There is no question that the sixth amendment to the United States constitution guarantees a defendant in a criminal case the right to a unanimous verdict if his jury consists of only six members. Burch v. Louisiana, supra. The defendant in this case claims abridgement of this right. He asserts that because the state presented evidence supporting both of the aggravating factors under General Statutes 53a-101 (a), and because the trial court did not charge that the jurors had to agree on which of the two factors the state had proven, there is a very real possibility that the jurors did not all agree on the same factor. The defendant further argues that the factors are conceptually distinct and, therefore, a disagreement by the jurors as to which of the two have been proven, would in essence be a disagreement as to the actus reus element of the crime in violation of the sixth amendment unanimity right. In support of his claim, the defendant relies on United States v. Gipson, 553 F.2d 453 (5th Cir. 1977).
In Gipson, the defendant was charged with selling or receiving a stolen vehicle moving in interstate commerce in violation of 18 U.S.C. § 2313. In response to the jury's request for clarification on a certain point, the trial court told the jurors they need not agree on which of the six activities prohibited by 18 U.S.C. § 2313 (receiving, concealing, storing, selling, bartering or disposing) the defendant had committed.

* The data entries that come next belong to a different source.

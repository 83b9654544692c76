//! L4 Atomic Layer: Stepped numeric counters
//!
//! A counter climbs from zero to its target in a fixed number of equal steps,
//! one step per tick interval. Step values are computed with integer math so
//! the display can never pass the target; the final step is the target.

use std::time::{Duration, Instant};

use crate::config::CounterConfig;

#[derive(Debug, Clone, Copy, PartialEq, Eq)]
pub struct CounterSpec {
    pub target: u64,
    pub steps: u32,
    pub interval: Duration,
}

impl CounterSpec {
    /// Reach `target` in `steps` ticks spread over `total`
    pub fn new(target: u64, steps: u32, total: Duration) -> Self {
        let steps = steps.max(1);
        Self {
            target,
            steps,
            interval: total / steps,
        }
    }

    pub fn from_config(target: u64, config: &CounterConfig) -> Self {
        Self::new(
            target,
            config.steps,
            Duration::from_millis(config.duration_ms),
        )
    }
}

/// Counter driven by explicit ticks or by a clock
#[derive(Debug, Clone)]
pub struct CounterAnimation {
    spec: CounterSpec,
    step: u32,
    started_at: Option<Instant>,
}

impl CounterAnimation {
    pub fn new(spec: CounterSpec) -> Self {
        Self {
            spec,
            step: 0,
            started_at: None,
        }
    }

    pub fn spec(&self) -> &CounterSpec {
        &self.spec
    }

    /// Begin counting at `now`. Later calls are ignored.
    pub fn start(&mut self, now: Instant) {
        if self.started_at.is_none() {
            self.started_at = Some(now);
        }
    }

    #[inline]
    pub fn is_started(&self) -> bool {
        self.started_at.is_some()
    }

    #[inline]
    pub fn is_finished(&self) -> bool {
        self.step >= self.spec.steps
    }

    /// Started and not yet at the target
    #[inline]
    pub fn is_running(&self) -> bool {
        self.is_started() && !self.is_finished()
    }

    /// Advance one step and return the displayed value
    pub fn step(&mut self) -> u64 {
        if !self.is_finished() {
            self.step += 1;
        }
        self.value()
    }

    /// Catch up with every tick that elapsed by `now`
    pub fn advance_to(&mut self, now: Instant) -> u64 {
        let Some(started_at) = self.started_at else {
            return self.value();
        };
        let elapsed = now.saturating_duration_since(started_at);
        let due = if self.spec.interval.is_zero() {
            self.spec.steps
        } else {
            let ticks = elapsed.as_nanos() / self.spec.interval.as_nanos();
            ticks.min(self.spec.steps as u128) as u32
        };
        self.step = self.step.max(due);
        self.value()
    }

    /// Jump straight to the target
    pub fn finish(&mut self) {
        self.step = self.spec.steps;
    }

    /// Displayed value: `floor(target * step / steps)`, exactly `target` on
    /// the last step
    pub fn value(&self) -> u64 {
        if self.is_finished() {
            return self.spec.target;
        }
        (self.spec.target as u128 * self.step as u128 / self.spec.steps as u128) as u64
    }
}

#[cfg(test)]
mod tests {
    use super::*;

    #[test]
    fn test_counter_ends_exactly_at_target() {
        for target in [0u64, 1, 7, 8, 12, 80, 150, 999_999] {
            for steps in [1u32, 3, 7, 60] {
                let mut counter =
                    CounterAnimation::new(CounterSpec::new(target, steps, Duration::from_secs(2)));
                let mut last = 0;
                for _ in 0..steps {
                    let value = counter.step();
                    assert!(value <= target, "overshoot {} > {}", value, target);
                    assert!(value >= last, "counter went backwards");
                    last = value;
                }
                assert_eq!(counter.value(), target);
                assert!(counter.is_finished());
                // Extra ticks do nothing
                assert_eq!(counter.step(), target);
            }
        }
    }

    #[test]
    fn test_advance_by_clock() {
        let spec = CounterSpec::new(150, 60, Duration::from_secs(2));
        let mut counter = CounterAnimation::new(spec);
        let start = Instant::now();

        // Not started: stays at zero
        assert_eq!(counter.advance_to(start + Duration::from_secs(5)), 0);

        counter.start(start);
        assert_eq!(counter.advance_to(start + Duration::from_secs(1)), 75);
        assert!(counter.is_running());
        assert_eq!(counter.advance_to(start + Duration::from_secs(3)), 150);
        assert!(!counter.is_running());
    }

    #[test]
    fn test_start_is_idempotent() {
        let mut counter =
            CounterAnimation::new(CounterSpec::new(10, 10, Duration::from_millis(100)));
        let start = Instant::now();
        counter.start(start);
        counter.start(start + Duration::from_secs(10));
        assert_eq!(counter.advance_to(start + Duration::from_millis(50)), 5);
    }

    #[test]
    fn test_from_config() {
        let spec = CounterSpec::from_config(8, &CounterConfig::default());
        assert_eq!(spec.steps, 60);
        assert_eq!(spec.interval, Duration::from_millis(2000) / 60);
    }
}
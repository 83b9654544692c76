//! L4 Atomic Layer: Time calculation utilities for animations
//!
//! Pure functions for progress and interpolation. Progress takes the current
//! instant explicitly so callers can drive it from a clock of their choosing.

use std::time::{Duration, Instant};

/// Progress (0.0 to 1.0) of an animation at `now`
#[inline]
pub fn progress_at(start: Instant, now: Instant, duration: Duration) -> f64 {
    if duration.is_zero() {
        return 1.0;
    }
    let elapsed = now.saturating_duration_since(start);
    let ratio = elapsed.as_secs_f64() / duration.as_secs_f64();
    ratio.clamp(0.0, 1.0)
}

/// Linear interpolation between two values
#[inline]
pub fn lerp(from: f64, to: f64, t: f64) -> f64 {
    from + (to - from) * t
}

/// Linear interpolation for u16 values (scroll positions)
#[inline]
pub fn lerp_u16(from: u16, to: u16, t: f64) -> u16 {
    lerp(from as f64, to as f64, t).round() as u16
}

/// Stretch or shrink a duration by a speed multiplier (2.0 = twice as long)
#[inline]
pub fn scale_duration(duration: Duration, speed: f64) -> Duration {
    if !speed.is_finite() || speed <= 0.0 {
        return duration;
    }
    Duration::try_from_secs_f64(duration.as_secs_f64() * speed).unwrap_or(duration)
}

#[cfg(test)]
mod tests {
    use super::*;

    #[test]
    fn test_lerp() {
        assert!((lerp(0.0, 100.0, 0.0) - 0.0).abs() < 0.001);
        assert!((lerp(0.0, 100.0, 0.5) - 50.0).abs() < 0.001);
        assert!((lerp(0.0, 100.0, 1.0) - 100.0).abs() < 0.001);
    }

    #[test]
    fn test_lerp_u16() {
        assert_eq!(lerp_u16(0, 100, 0.0), 0);
        assert_eq!(lerp_u16(0, 100, 0.5), 50);
        assert_eq!(lerp_u16(0, 100, 1.0), 100);
    }

    #[test]
    fn test_progress_zero_duration() {
        let start = Instant::now();
        assert!((progress_at(start, start, Duration::ZERO) - 1.0).abs() < 0.001);
    }

    #[test]
    fn test_progress_at_explicit_clock() {
        let start = Instant::now();
        let duration = Duration::from_millis(200);
        let quarter = progress_at(start, start + Duration::from_millis(50), duration);
        assert!((quarter - 0.25).abs() < 1e-9);
        let done = progress_at(start, start + Duration::from_secs(1), duration);
        assert!((done - 1.0).abs() < 1e-9);
        // A clock reading before the start counts as zero progress
        assert_eq!(progress_at(start + Duration::from_millis(10), start, duration), 0.0);
    }

    #[test]
    fn test_scale_duration() {
        let d = Duration::from_millis(800);
        assert_eq!(scale_duration(d, 0.5), Duration::from_millis(400));
        assert_eq!(scale_duration(d, 0.0), d);
    }

    #[test]
    fn test_scale_duration_out_of_range_keeps_base() {
        let d = Duration::from_millis(800);
        assert_eq!(scale_duration(d, f64::INFINITY), d);
        assert_eq!(scale_duration(d, f64::NAN), d);
        let longest = Duration::from_secs(u64::MAX);
        assert_eq!(scale_duration(longest, 2.0), longest);
    }
}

United States v. Gipson, supra, 455-56. The United States Court of Appeals for the Fifth Circuit reversed the conviction agreeing with the defendant that the challenged instructions violated his right to a unanimous verdict of his jury.
To resolve the defendant's claim, the Court of Appeals reviewed the goals behind the unanimity rule and determined that those goals could be satisfied only when all the jurors are in "substantial agreement as to just what a defendant did as a step preliminary to determining whether the defendant is guilty of the crime charged." Id., 457-58. The court then determined that 18 U.S.C. § 2313 prohibited two distinct types of conduct: the act of keeping the vehicle which encompasses the acts of receiving, concealing and storing; and the act of marketing the vehicle which encompasses the acts of selling, bartering and disposing. Because the two groups of acts were conceptually distinct, the court concluded that "a jury finding of the actus reus element of the offense would not be `unanimous' if some of the jurors thought the defendant committed only an act in the first conceptual grouping while others believed he committed an act only in the second." Id., 458. The court noted that the prosecution had presented evidence showing that the defendant had committed each of the six acts. It concluded that the judge's charge to the jury had therefore created a possibility that the jurors had disagreed as to which illegal act the defendant had committed. Reversal of the conviction was required, the court held, because it was impossible to determine that all the jurors had agreed as to the actus reus, and, accordingly, the instruction could not be shown to be harmless beyond a reasonable doubt as required under Chapman v. California, 386 U.S. 18, 87 S.Ct. 824, 17 L.Ed.2d 705, reh. denied, 386 U.S. 987, 87 S.Ct. 1283, 18 L.Ed.2d 241 (1967). United States v. Gipson, supra 459.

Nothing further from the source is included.